Featured Art
Over the Influence is thrilled to announce Camouflages & Devils Tower, an exhibition of new works from the internationally renowned French artist known as Invader.
The exhibition will feature a new body of work including the artist’s iconic mosaics alongside a presentation of Rubik’s Cube works. Marking Invader’s first solo show in Los Angeles since 2021, Camouflages & Devils Tower will open on September 23, 2023, and remain on view through November 19, 2023.

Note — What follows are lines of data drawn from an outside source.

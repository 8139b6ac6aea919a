//! The animal register
//!
//! Holds the loaded frame and applies `add`, `update` and `delete`. Every
//! mutation is followed by a full commit of the frame to the store.

use chrono::NaiveDate;
use tracing::{info, warn};

use crate::dates::{self, EditDatePolicy};
use crate::error::{HerdbookError, HerdbookResult};
use crate::partition::{CountTable, YearPartition};
use crate::store::RowStore;
use crate::types::{CellValue, Frame, Record, DATE_COLUMNS};

pub struct Register<S: RowStore> {
    store: S,
    frame: Frame,
    policy: EditDatePolicy,
    today: fn() -> NaiveDate,
}

impl<S: RowStore> Register<S> {
    /// Load the store and normalize its date columns
    pub fn open(mut store: S) -> HerdbookResult<Self> {
        let frame = load_normalized(&mut store)?;
        Ok(Self {
            store,
            frame,
            policy: EditDatePolicy::default(),
            today: dates::today,
        })
    }

    pub fn with_policy(mut self, policy: EditDatePolicy) -> Self {
        self.policy = policy;
        self
    }

    /// Replace the source of "today" used by edit-time date fallbacks
    pub fn with_clock(mut self, today: fn() -> NaiveDate) -> Self {
        self.today = today;
        self
    }

    pub fn policy(&self) -> EditDatePolicy {
        self.policy
    }

    /// Today's date as seen by this register's clock
    pub fn today(&self) -> NaiveDate {
        (self.today)()
    }

    pub fn store(&self) -> &S {
        &self.store
    }

    pub fn frame(&self) -> &Frame {
        &self.frame
    }

    pub fn len(&self) -> usize {
        self.frame.len()
    }

    pub fn is_empty(&self) -> bool {
        self.frame.is_empty()
    }

    /// All records in register order. Records with an unknown acquisition
    /// date are included.
    pub fn list(&self) -> Vec<Record> {
        self.frame.records()
    }

    pub fn get(&self, index: usize) -> HerdbookResult<Record> {
        self.frame.record(index).ok_or(HerdbookError::NoSuchRecord {
            index,
            len: self.frame.len(),
        })
    }

    /// Append a record and commit. Returns its index.
    ///
    /// Date fields are stored as given, except that parseable text becomes a
    /// date. Unparseable text is kept and leaves the record out of the year
    /// views.
    pub fn add(&mut self, record: Record) -> HerdbookResult<usize> {
        let record = Record {
            acquired: normalize_cell(record.acquired),
            disposed: normalize_cell(record.disposed),
            ..record
        };
        self.frame.push_record(&record);
        let index = self.frame.len() - 1;
        info!(index, name = %record.name, species = %record.species, "adding record");
        self.persist()?;
        Ok(index)
    }

    /// Replace the fields of the record at `index` and commit.
    ///
    /// The acquisition date is resolved with the edit policy, so a blank or
    /// (under the default policy) malformed value becomes today. A blank
    /// disposal date stays blank: the animal is still present.
    pub fn update(&mut self, index: usize, record: Record) -> HerdbookResult<Record> {
        self.get(index)?;
        let today = self.today();

        let acquired = dates::resolve_edit_date(&record.acquired, self.policy, today)?;
        let disposed = if record.disposed.is_empty() {
            CellValue::Empty
        } else {
            CellValue::Date(dates::resolve_edit_date(&record.disposed, self.policy, today)?)
        };

        let record = Record {
            acquired: CellValue::Date(acquired),
            disposed,
            ..record
        };
        self.frame.set_record(index, &record);
        info!(index, name = %record.name, "updating record");
        self.persist()?;
        Ok(record)
    }

    /// Remove the record at `index` and commit. Later records shift down.
    pub fn delete(&mut self, index: usize) -> HerdbookResult<Record> {
        let record = self.get(index)?;
        self.frame.remove(index);
        info!(index, name = %record.name, "deleting record");
        self.persist()?;
        Ok(record)
    }

    pub fn partition(&self) -> YearPartition {
        YearPartition::build(&self.list())
    }

    pub fn counts(&self) -> CountTable {
        CountTable::build(&self.list())
    }

    /// Discard in-memory state and load again from the store
    pub fn reload(&mut self) -> HerdbookResult<()> {
        self.frame = load_normalized(&mut self.store)?;
        Ok(())
    }

    /// Commit the current frame again, e.g. after a failed overwrite
    pub fn sync(&mut self) -> HerdbookResult<()> {
        self.persist()
    }

    fn persist(&mut self) -> HerdbookResult<()> {
        self.store.commit(&self.frame).inspect_err(|e| {
            warn!(error = %e, "commit failed, in-memory register and store have diverged");
        })
    }
}

fn load_normalized<S: RowStore>(store: &mut S) -> HerdbookResult<Frame> {
    let mut frame = store.load()?;
    for column in DATE_COLUMNS {
        let unparsed = frame.normalize_dates(column);
        if unparsed > 0 {
            warn!(column, unparsed, "cells are not dates, rows kept without a year");
        }
    }
    Ok(frame)
}

fn normalize_cell(value: CellValue) -> CellValue {
    match value {
        CellValue::Text(raw) => CellValue::from_date_input(&raw),
        other => other,
    }
}
use clap::{Parser, Subcommand};
use colored::Colorize;
use herdbook::cli::{self, AddArgs, UpdateArgs};
use herdbook::dates::EditDatePolicy;
use herdbook::error::HerdbookResult;
use herdbook::store::{StoreConfig, DEFAULT_SHEET};
use std::path::PathBuf;

#[derive(Parser)]
#[command(name = "herdbook")]
#[command(about = "Animal register kept in a spreadsheet worksheet.")]
#[command(long_about = "Herdbook - animal register kept in a spreadsheet worksheet

Every change rewrites the whole worksheet. Dates are stored as dd/mm/yyyy.

COMMANDS:
  init     - Create a workbook with an empty register
  list     - Show every record with its index
  add      - Add a record
  update   - Change fields of a record
  delete   - Remove a record
  years    - Records grouped by year and species
  counts   - Year x species count table

EXAMPLES:
  herdbook -f herd.xlsx init
  herdbook -f herd.xlsx add --name Fido --species Dog --acquired 01/06/2022
  herdbook -f herd.xlsx update 0 --disposed 02/01/2025
  herdbook -f herd.xlsx counts")]
#[command(version)]
struct Cli {
    /// Workbook holding the register
    #[arg(short, long, env = "HERDBOOK_FILE", global = true, default_value = "herdbook.xlsx")]
    file: PathBuf,

    /// Worksheet name inside the workbook
    #[arg(short, long, env = "HERDBOOK_SHEET", global = true, default_value = DEFAULT_SHEET)]
    sheet: String,

    /// Refuse malformed dates on update instead of substituting today
    #[arg(long, global = true)]
    strict_dates: bool,

    /// Log store activity to stderr
    #[arg(short, long, global = true)]
    verbose: bool,

    #[command(subcommand)]
    command: Commands,
}

#[derive(Subcommand)]
enum Commands {
    /// Create a workbook with an empty register
    Init {
        /// Overwrite an existing file
        #[arg(long)]
        force: bool,
    },

    /// Show every record with its index
    List,

    /// Add a record
    Add {
        #[arg(long)]
        name: String,

        #[arg(long)]
        species: String,

        /// Acquisition or birth date, dd/mm/yyyy (default: today)
        #[arg(long)]
        acquired: Option<String>,

        #[arg(long, default_value = "")]
        feed: String,

        #[arg(long, default_value = "")]
        notes: String,
    },

    #[command(long_about = "Change fields of a record.

Fields that are not given keep their value. Dates are dd/mm/yyyy. A blank or
malformed acquisition date becomes today's date unless --strict-dates is set.
Pass --disposed \"\" to mark the animal as present again.")]
    /// Change fields of a record
    Update {
        /// Index shown by `list`
        index: usize,

        #[arg(long)]
        name: Option<String>,

        #[arg(long)]
        species: Option<String>,

        #[arg(long)]
        acquired: Option<String>,

        /// Date the animal died or was sold
        #[arg(long)]
        disposed: Option<String>,

        #[arg(long)]
        feed: Option<String>,

        #[arg(long)]
        notes: Option<String>,
    },

    /// Remove a record
    Delete {
        /// Index shown by `list`
        index: usize,
    },

    /// Records grouped by year and species
    Years,

    /// Year x species count table
    Counts,
}

fn init_logging(verbose: bool) {
    let default = if verbose { "herdbook=info" } else { "herdbook=warn" };
    tracing_subscriber::fmt()
        .with_env_filter(
            tracing_subscriber::EnvFilter::try_from_default_env()
                .unwrap_or_else(|_| default.into()),
        )
        .with_writer(std::io::stderr)
        .init();
}

fn main() {
    let cli = Cli::parse();
    init_logging(cli.verbose);

    if let Err(e) = run(cli) {
        eprintln!("{} {}", "❌ Error:".bold().red(), e);
        std::process::exit(1);
    }
}

fn run(cli: Cli) -> HerdbookResult<()> {
    let config = StoreConfig::new(cli.file, cli.sheet);
    let policy = if cli.strict_dates {
        EditDatePolicy::Reject
    } else {
        EditDatePolicy::FallbackToToday
    };

    match cli.command {
        Commands::Init { force } => cli::init(&config, force),

        Commands::List => cli::list(&config),

        Commands::Add {
            name,
            species,
            acquired,
            feed,
            notes,
        } => cli::add(
            &config,
            AddArgs {
                name,
                species,
                acquired,
                feed,
                notes,
            },
        ),

        Commands::Update {
            index,
            name,
            species,
            acquired,
            disposed,
            feed,
            notes,
        } => cli::update(
            &config,
            policy,
            index,
            UpdateArgs {
                name,
                species,
                acquired,
                disposed,
                feed,
                notes,
            },
        ),

        Commands::Delete { index } => cli::delete(&config, index),

        Commands::Years => cli::years(&config),

        Commands::Counts => cli::counts(&config),
    }
}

Widely regarded as one of the most important and influential contemporary artists of his generation, Invader has consistently challenged convention. Bursting into the scene in 1998, he quickly gained popularity worldwide for his ‘invasions’ that use guerilla tactics to place pixelated video game characters and pop culture archetypes composed of square ceramic tiles in highly visible yet just-out-of-reach spaces. Invader often uses ceramic tiles as physical representations of computer pixels, bringing a tangible materiality to the virtual form. Each of Invader’s idiosyncratic mosaics is one of many fragments that make up a sprawling, monumental, long-term, and global installation. Conceptualized to exist beyond the gallery, Invader’s work sparks a dialogue within the city and its inhabitants. In 2005, the artist started a new project called “Rubikcubism” which uses Rubik’s Cubes to compose astonishing pieces of art; he explains, “What interests me in Rubikcubism is the possibility of revisiting an iconic and ludo-scientific object and turning it into an artistic medium.”
ARTISTS
B. 1969, Paris, France
Lives and Works on Earth
Invader is one of the most enigmatic and radical artists of our time. He has been “invading” cities around the world since 1998 by skillfully placing his mosaic pieces in the most incongruous of places. By drawing attention to the increasing role of technology in our daily lives, Invader encourages the public to reflect on the implications of this digital invasion. Invader’s creative dexterity knows no boundaries, with the artist having sent his work into outer space as well as having anchored it to the bottom of Cancun Bay. Whether he’s embellishing the Hollywood sign, invading the Louvre, designing the most innovative pair of trainers or using the Rubik’s Cube as an artistic medium, Invader has left an undeniable mark both on the world’s landscapes and on contemporary art.
Invader has been exhibited at MIMA Museum, Brussels, Belgium; Musée en Herbe, Paris, France; HOCA Foundation, Hong Kong; MuseumsQuartier, Vienna, Austria; MOCA, Los Angeles, CA, USA; Museum of Contemporary Art of San Diego, San Diego, CA, USA; Daejeon Museum of Arts, Daejon, South Korea; Musée Ingres et Musée du Louvre, Montauban, France; Borusan Center for Culture and Arts, Istanbul, Turkey; Mjelby Konstgard Museum, Halmstad, Sweden; and the Biennale d’art contemporain de Lyon, France.